The objective of process development is to build robustness and demonstrate control of a manufacturing process to ensure consistent biological products within the specifications of its quality attributes. The new regulatory expectation and quality by design (QbD) principles laid out also reinforce the need for systematic process development approach and risk assessment to be done early and throughout the development. Biologics drug product manufacturing process and unit operations involved need to be well understood, characterized in terms of different stresses and critical process parameters that would impact their critical quality attributes. This chapter focuses on the approach of utilizing combination of small-scale/minipiloting tools and scale-down models (miniaturization of large-scale equipment) for process development of ready-to-use liquid drug product. The small-scale tools require minimal amount of materials to understand the sensitivity of molecules to the different stresses and quantify the limits of each of those stresses that the molecules can be exposed to during manufacturing.
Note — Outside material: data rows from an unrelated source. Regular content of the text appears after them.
//! Errors reported by the engine and the notation codecs

use crate::types::{Color, Coord, CoordError, CoordParseError, GameResult};

use thiserror::Error;

/// Move cannot be created, matched or executed
#[derive(Debug, Clone, Error, Eq, PartialEq)]
pub enum MoveError {
    /// Source square is empty
    #[error("no piece on source square {0}")]
    EmptySource(Coord),
    /// Source and destination squares coincide
    #[error("destination {0} equals source")]
    SameSquare(Coord),
    /// Promotion piece was not chosen before execution
    #[error("promotion piece is not chosen")]
    UnresolvedPromotion,
    /// Promotion piece was given for a move which is not a promotion
    #[error("move is not a promotion")]
    NotPromotion,
    /// Move is not legal in the current position
    #[error("move {0} is not legal")]
    NotLegal(String),
    /// Board contents don't agree with the move being applied or reverted
    #[error("move {0} does not fit the board")]
    Mismatch(String),
    /// Notation cannot be parsed
    #[error("bad notation {0:?}")]
    Syntax(String),
    /// Notation is well-formed, but no legal move matches it
    #[error("no legal move matches notation {0:?}")]
    NoMatch(String),
}

/// Coordinate or piece lookup is out of range
#[derive(Debug, Clone, Error, Eq, PartialEq)]
pub enum RangeError {
    #[error("{0}")]
    Coord(#[from] CoordError),
    #[error("bad square: {0}")]
    Notation(#[from] CoordParseError),
    /// The board has no king of the given color
    #[error("no king of color {0:?}")]
    NoKing(Color),
}

/// Operation is not allowed in the current game state
#[derive(Debug, Clone, Error, Eq, PartialEq)]
pub enum GameStateError {
    #[error("cannot undo move from starting position")]
    EmptyLog,
    #[error("no draw request is outstanding")]
    NoDrawOffer,
    #[error("{0:?} cannot accept its own draw request")]
    SelfAccept(Color),
    #[error("game is already over: {0}")]
    GameOver(GameResult),
    /// Side which is not to move is in check, so the position cannot be played
    #[error("opponent's king is attacked")]
    OpponentKingAttacked,
    /// More than one king of the given color
    #[error("too many kings of color {0:?}")]
    TooManyKings(Color),
    /// More than 16 pieces of the given color
    #[error("too many pieces of color {0:?}")]
    TooManyPieces(Color),
}

/// Any error produced by the engine
#[derive(Debug, Clone, Error, Eq, PartialEq)]
pub enum Error {
    #[error("invalid move: {0}")]
    InvalidMove(#[from] MoveError),
    #[error("out of range: {0}")]
    OutOfRange(#[from] RangeError),
    #[error("{0}")]
    GameState(#[from] GameStateError),
    #[error("it is not {}'s turn", .0.name())]
    WrongTurn(Color),
}

impl From<CoordError> for Error {
    fn from(e: CoordError) -> Self {
        Error::OutOfRange(e.into())
    }
}

impl From<CoordParseError> for Error {
    fn from(e: CoordParseError) -> Self {
        Error::OutOfRange(e.into())
    }
}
The scale-down models for each unit operation are discussed in detail with the suggestion of experimentation involving key process parameter variation to help define the process design space. Some relevant case studies are covered to explain the utility of the models and the resultant control strategy that can be put in place for robust drug product manufacturing.

Keywords

Process risk assessment Minipiloting tools Shear stress Interfacial stress Light stress Freeze–thaw Mixing Filtration and pumping 

Notes

Acknowledgments

The authors want to thank Masano Huang, Andrew Ilott, Melissa Bentley, Kristine Rafferty, Johnathan Goldman, Mary Krause, Thiago Carvalho, Brenda Remy, and Mehrnaz Khossravi for their helpful discussion and collaboration on some of the experiments captured in the chapter.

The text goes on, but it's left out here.